What would you like to be added: Adding an optional expiry date for the ignore rules

Why is this needed: For example, there is a vulnerability on a package and it is valid. but the team needs a week to fix it. In those situations, we can have an expiry date for the ignore rules - so that it alerts again if the issue is not fixed.

Example

ignore:
   - vulnerability: CVE-2008-4318
      expiry: 2021-12-30 01:00:00 UTC

[ghost]

This would help me migrate from Trivy and OWASP Dependency Check to grype (both of them support CVE expiry rules).

[kzantow]

#1148 mentioned a slightly different naming suggestion:

ignore:
  # This is the full set of supported rule fields:
  - vulnerability: CVE-2008-4318
    fix-state: unknown
    valid-until: 03-03-2023      <---- new field for time-limit
    package:
      name: libcurl
      version: 1.5.1
      type: npm

[Atharex]

Still interested in this one.
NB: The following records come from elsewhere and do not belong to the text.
use crate::errors::{AppError, AppResult};
use crate::storage::SlotStorage;
use chrono::Utc;
use rusqlite::{params, Connection, OptionalExtension};
use std::fs;
use std::path::{Path, PathBuf};
use std::sync::{Mutex, MutexGuard};

const SCHEMA_SQL: &str = include_str!("schema.sql");

#[derive(Debug)]
pub struct Database {
    conn: Mutex<Connection>,
    db_path: PathBuf,
}

impl Database {
    pub fn new(path: &Path) -> AppResult<Self> {
        if let Some(parent) = path.parent() {
            fs::create_dir_all(parent).map_err(|err| AppError::Io(err.to_string()))?;
        }
        let conn = Connection::open(path).map_err(AppError::from)?;
        conn.execute_batch(SCHEMA_SQL).map_err(AppError::from)?;

        Ok(Self {
            conn: Mutex::new(conn),
            db_path: path.to_path_buf(),
        })
    }

    pub fn path(&self) -> &Path {
        &self.db_path
    }

    fn lock(&self) -> AppResult<MutexGuard<'_, Connection>> {
        self.conn
            .lock()
            .map_err(|_| AppError::Internal("database mutex poisoned".to_string()))
    }
}

impl SlotStorage for Database {
    fn get(&self, key: &str) -> AppResult<Option<String>> {
        let conn = self.lock()?;
        conn.query_row("SELECT value_json FROM slots WHERE key = ?1", [key], |row| {
            row.get::<_, String>(0)
        })
        .optional()
        .map_err(AppError::from)
    }

    fn set(&self, key: &str, value: &str) -> AppResult<()> {
        let conn = self.lock()?;
        conn.execute(
            "INSERT INTO slots (key, value_json, updated_at)
             VALUES (?1, ?2, ?3)
             ON CONFLICT(key) DO UPDATE SET value_json = excluded.value_json, updated_at = excluded.updated_at",
            params![key, value, Utc::now().to_rfc3339()],
        )?;
        Ok(())
    }

    fn keys(&self) -> AppResult<Vec<String>> {
        let conn = self.lock()?;
        let mut statement = conn.prepare("SELECT key FROM slots ORDER BY key ASC")?;
        let keys = statement
            .query_map([], |row| row.get::<_, String>(0))?
            .collect::<Result<Vec<_>, _>>()?;
        Ok(keys)
    }

    fn contains(&self, key: &str) -> AppResult<bool> {
        let conn = self.lock()?;
        let count: i64 = conn.query_row("SELECT COUNT(1) FROM slots WHERE key = ?1", [key], |row| row.get(0))?;
        Ok(count > 0)
    }
}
Any updates?

[dkahn22]

Still interested in this one as well. Are there any updates?

[wagoodman]

Today we're more focused on improving match quality rather than increasing the CLI/config surface area to add more features. Additionally we're hesitant to add this feature because it seems to nudge grype further into evaluation and remediation workflow than it does as as a pure scanning tool that produces data. Today we have similar filtering capabilities, but the time element is really relative to a user attempting to "snooze" a remediation rather than declare that a finding is not accurate relative to the project the config is captured in.

I think the question that arises out of this is: should grype evaluate results against a policy? If so, then this kind of feature makes sense. If not, then this is the kind of feature that we should keep out of grype and into something else that is downstream of grype.